| Information given |
-=-=-
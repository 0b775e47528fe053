/// Scoring rubrics: four 25-point dimensions of weighted, declarative checks.
///
/// A rubric is plain data loaded from RON and validated on load. Nothing
/// here is global; every scoring call receives the rubric it should use.
use regex::{Regex, RegexBuilder};
use serde::{Deserialize, Deserializer, Serialize, Serializer};
use std::fmt;
use std::path::Path;
use thiserror::Error;

const WORK_PLAN_RUBRIC: &str = include_str!("../../rubrics/work_plan.ron");
const SPEC_RUBRIC: &str = include_str!("../../rubrics/spec.ron");

/// Points every dimension is worth.
pub const DIMENSION_POINTS: u32 = 25;

/// Largest `Count` target or `Absent`/`NoPlaceholders` tolerance a rubric may set.
pub const MAX_TARGET: u32 = 10_000;

#[derive(Debug, Error)]
pub enum ScoreComputationError {
    #[error("cannot read {path}: {source}")]
    Unreadable {
        path: String,
        #[source]
        source: std::io::Error,
    },
    #[error("malformed rubric: {0}")]
    MalformedRubric(String),
    #[error("RON deserialization error: {0}")]
    Ron(#[from] ron::error::SpannedError),
}

#[derive(Debug, Clone, Copy, PartialEq, Eq, PartialOrd, Ord, Hash, Serialize, Deserialize)]
pub enum DimensionKind {
    Completeness,
    Clarity,
    Implementability,
    Testability,
}

impl DimensionKind {
    pub const ALL: [DimensionKind; 4] = [
        Self::Completeness,
        Self::Clarity,
        Self::Implementability,
        Self::Testability,
    ];

    pub fn label(&self) -> &'static str {
        match self {
            Self::Completeness => "Completeness",
            Self::Clarity => "Clarity",
            Self::Implementability => "Implementability",
            Self::Testability => "Testability",
        }
    }
}

impl fmt::Display for DimensionKind {
    fn fmt(&self, f: &mut fmt::Formatter<'_>) -> fmt::Result {
        f.write_str(self.label())
    }
}

/// A multi-line regex, compiled when the rubric is deserialized.
#[derive(Debug, Clone)]
pub struct Pattern(Regex);

impl Pattern {
    pub fn new(source: &str) -> Result<Self, regex::Error> {
        RegexBuilder::new(source).multi_line(true).build().map(Pattern)
    }

    pub fn count(&self, text: &str) -> usize {
        self.0.find_iter(text).count()
    }

    pub fn is_match(&self, text: &str) -> bool {
        self.0.is_match(text)
    }

    pub fn as_str(&self) -> &str {
        self.0.as_str()
    }
}

impl<'de> Deserialize<'de> for Pattern {
    fn deserialize<D: Deserializer<'de>>(deserializer: D) -> Result<Self, D::Error> {
        let source = String::deserialize(deserializer)?;
        Pattern::new(&source).map_err(serde::de::Error::custom)
    }
}

impl Serialize for Pattern {
    fn serialize<S: Serializer>(&self, serializer: S) -> Result<S::Ok, S::Error> {
        serializer.serialize_str(self.as_str())
    }
}

/// How a check decides what fraction of its weight to award.
#[derive(Debug, Clone, Serialize, Deserialize)]
pub enum Rule {
    /// Headings (depth 1-3) starting with each name, case-insensitive.
    /// Credit is the fraction found.
    Headings { required: Vec<String> },
    /// Linear credit up to `target` matches.
    Count { pattern: Pattern, target: u32 },
    /// Full credit at zero matches, falling linearly to nothing at
    /// `tolerance + 1` matches.
    Absent { pattern: Pattern, tolerance: u32 },
    /// Like `Absent`, for the shared placeholder markers.
    NoPlaceholders { tolerance: u32 },
    /// All or nothing.
    Present { pattern: Pattern },
    /// All or nothing: no heading deeper than `max_depth`.
    MaxHeadingDepth { max_depth: u8 },
    /// Top-level headings (depth 1-2) containing these words should appear
    /// in this order; credit is the longest in-order run over the list length.
    SectionOrder { headings: Vec<String> },
    /// Fraction of requirement headings whose section mentions acceptance.
    RequirementsHaveAcceptance,
}

#[derive(Debug, Clone, Serialize, Deserialize)]
pub struct Check {
    pub id: String,
    pub description: String,
    pub weight: u32,
    pub rule: Rule,
    /// Shown when the check is not fully met.
    pub suggestion: String,
}

#[derive(Debug, Clone, Serialize, Deserialize)]
pub struct Dimension {
    pub kind: DimensionKind,
    #[serde(default = "default_points")]
    pub max_points: u32,
    pub checks: Vec<Check>,
}

fn default_points() -> u32 {
    DIMENSION_POINTS
}

/// Classification cut-offs on the 0-100 total.
#[derive(Debug, Clone, Copy, PartialEq, Eq, Serialize, Deserialize)]
pub struct Thresholds {
    pub approval: u32,
    pub conditional: u32,
}

impl Default for Thresholds {
    fn default() -> Self {
        Self {
            approval: 90,
            conditional: 80,
        }
    }
}

#[derive(Debug, Clone, Serialize, Deserialize)]
pub struct Rubric {
    pub name: String,
    #[serde(default = "default_version")]
    pub version: String,
    #[serde(default)]
    pub thresholds: Thresholds,
    pub dimensions: Vec<Dimension>,
}

fn default_version() -> String {
    "1.0".to_string()
}

impl Rubric {
    /// The built-in rubric for generated work and review plans.
    pub fn work_plan() -> Result<Rubric, ScoreComputationError> {
        Self::parse_ron(WORK_PLAN_RUBRIC)
    }

    /// The built-in rubric for hand-written specification documents.
    pub fn spec() -> Result<Rubric, ScoreComputationError> {
        Self::parse_ron(SPEC_RUBRIC)
    }

    pub fn load_from_ron(path: &Path) -> Result<Rubric, ScoreComputationError> {
        let contents =
            std::fs::read_to_string(path).map_err(|source| ScoreComputationError::Unreadable {
                path: path.display().to_string(),
                source,
            })?;
        Self::parse_ron(&contents)
    }

    /// Parse and validate. Bad regexes surface as RON errors.
    pub fn parse_ron(input: &str) -> Result<Rubric, ScoreComputationError> {
        let rubric: Rubric = ron::from_str(input)?;
        rubric.validate()?;
        Ok(rubric)
    }

    pub fn dimension(&self, kind: DimensionKind) -> Option<&Dimension> {
        self.dimensions.iter().find(|d| d.kind == kind)
    }

    /// Structural rules every rubric obeys.
    pub fn validate(&self) -> Result<(), ScoreComputationError> {
        let malformed =
            |msg: String| -> Result<(), ScoreComputationError> { Err(ScoreComputationError::MalformedRubric(msg)) };

        if self.dimensions.len() != DimensionKind::ALL.len() {
            return malformed(format!(
                "expected {} dimensions, found {}",
                DimensionKind::ALL.len(),
                self.dimensions.len()
            ));
        }
        for kind in DimensionKind::ALL {
            let count = self.dimensions.iter().filter(|d| d.kind == kind).count();
            if count != 1 {
                return malformed(format!("dimension {kind} appears {count} times"));
            }
        }
        for dim in &self.dimensions {
            if dim.max_points != DIMENSION_POINTS {
                return malformed(format!(
                    "dimension {} is worth {} points, expected {DIMENSION_POINTS}",
                    dim.kind, dim.max_points
                ));
            }
            if let Some(check) = dim.checks.iter().find(|c| c.weight > dim.max_points) {
                return malformed(format!(
                    "check {} weighs {}, more than the {} points of {}",
                    check.id, check.weight, dim.max_points, dim.kind
                ));
            }
            let total: u64 = dim.checks.iter().map(|c| u64::from(c.weight)).sum();
            if total != u64::from(dim.max_points) {
                return malformed(format!(
                    "check weights in {} sum to {total}, expected {}",
                    dim.kind, dim.max_points
                ));
            }
            for check in &dim.checks {
                match check.rule {
                    Rule::Count { target: 0, .. } => {
                        return malformed(format!("check {} has a zero target", check.id));
                    }
                    Rule::Count { target: bound, .. }
                    | Rule::Absent { tolerance: bound, .. }
                    | Rule::NoPlaceholders { tolerance: bound }
                        if bound > MAX_TARGET =>
                    {
                        return malformed(format!(
                            "check {} sets {bound}, above the limit of {MAX_TARGET}",
                            check.id
                        ));
                    }
                    _ => {}
                }
                if let Rule::Headings { ref required } | Rule::SectionOrder { headings: ref required } =
                    check.rule
                {
                    if required.is_empty() {
                        return malformed(format!("check {} lists no headings", check.id));
                    }
                }
            }
        }
        let Thresholds {
            approval,
            conditional,
        } = self.thresholds;
        if !(conditional <= approval && approval <= 100) {
            return malformed(format!(
                "thresholds must satisfy 0 <= conditional ({conditional}) <= approval ({approval}) <= 100"
            ));
        }
        Ok(())
    }
}

#[cfg(test)]
mod tests {
    use super::*;

    #[test]
    fn builtin_rubrics_are_valid() {
        let work = Rubric::work_plan().unwrap();
        assert_eq!(work.dimensions.len(), 4);
        assert_eq!(work.thresholds, Thresholds::default());
        let spec = Rubric::spec().unwrap();
        for kind in DimensionKind::ALL {
            assert!(spec.dimension(kind).is_some());
        }
    }

    fn minimal(weights: [u32; 4]) -> String {
        let dims: Vec<String> = DimensionKind::ALL
            .iter()
            .zip(weights)
            .map(|(kind, w)| {
                format!(
                    r#"(kind: {kind:?}, checks: [(id: "c", description: "d", weight: {w}, rule: Present(pattern: "x"), suggestion: "s")])"#
                )
            })
            .collect();
        format!(r#"(name: "t", dimensions: [{}])"#, dims.join(", "))
    }

    #[test]
    fn minimal_rubric_parses() {
        let rubric = Rubric::parse_ron(&minimal([25, 25, 25, 25])).unwrap();
        assert_eq!(rubric.version, "1.0");
    }

    #[test]
    fn weights_must_sum_to_dimension_points() {
        let err = Rubric::parse_ron(&minimal([25, 20, 25, 25])).unwrap_err();
        assert!(matches!(err, ScoreComputationError::MalformedRubric(m) if m.contains("Clarity")));
    }

    #[test]
    fn oversized_weights_are_rejected_before_summing() {
        let mut rubric = Rubric::parse_ron(&minimal([25, 25, 25, 25])).unwrap();
        let mut extra = rubric.dimensions[0].checks[0].clone();
        extra.id = "extra".to_string();
        extra.weight = 26;
        rubric.dimensions[0].checks[0].weight = u32::MAX;
        rubric.dimensions[0].checks.push(extra);

        let err = rubric.validate().unwrap_err();
        assert!(matches!(err, ScoreComputationError::MalformedRubric(m) if m.starts_with("check c weighs 4294967295")));
    }

    #[test]
    fn huge_targets_and_tolerances_are_rejected() {
        let base = minimal([25, 25, 25, 25]);
        for rule in [
            format!("Count(pattern: \"x\", target: {})", u32::MAX),
            format!("Absent(pattern: \"x\", tolerance: {})", MAX_TARGET + 1),
            format!("NoPlaceholders(tolerance: {})", u32::MAX),
        ] {
            let input = base.replacen(r#"Present(pattern: "x")"#, &rule, 1);
            let err = Rubric::parse_ron(&input).unwrap_err();
            assert!(
                matches!(err, ScoreComputationError::MalformedRubric(ref m) if m.contains("above the limit")),
                "{rule}: {err}"
            );
        }
        let at_limit = base.replacen(
            r#"Present(pattern: "x")"#,
            &format!("Count(pattern: \"x\", target: {MAX_TARGET})"),
            1,
        );
        assert!(Rubric::parse_ron(&at_limit).is_ok());
    }

    #[test]
    fn thresholds_must_be_ordered() {
        let mut rubric = Rubric::parse_ron(&minimal([25, 25, 25, 25])).unwrap();
        rubric.thresholds = Thresholds {
            approval: 70,
            conditional: 80,
        };
        assert!(rubric.validate().is_err());
    }

    #[test]
    fn duplicate_dimension_is_rejected() {
        let mut rubric = Rubric::parse_ron(&minimal([25, 25, 25, 25])).unwrap();
        rubric.dimensions[3].kind = DimensionKind::Clarity;
        assert!(rubric.validate().is_err());
    }

    #[test]
    fn invalid_regex_fails_to_load() {
        let input = minimal([25, 25, 25, 25]).replacen(r#"pattern: "x""#, r#"pattern: "(unclosed""#, 1);
        assert!(matches!(
            Rubric::parse_ron(&input),
            Err(ScoreComputationError::Ron(_))
        ));
    }

    #[test]
    fn patterns_are_multi_line() {
        let p = Pattern::new(r"^#### Task ").unwrap();
        assert_eq!(p.count("intro\n#### Task 1\ntext\n#### Task 2"), 2);
    }
}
-=-=-
Lines holding the word "Absent" are the answer; copy every one from the records above.

/// Largest `Count` target or `Absent`/`NoPlaceholders` tolerance a rubric may set.
    Absent { pattern: Pattern, tolerance: u32 },
    /// Like `Absent`, for the shared placeholder markers.
                    | Rule::Absent { tolerance: bound, .. }
            format!("Absent(pattern: \"x\", tolerance: {})", MAX_TARGET + 1),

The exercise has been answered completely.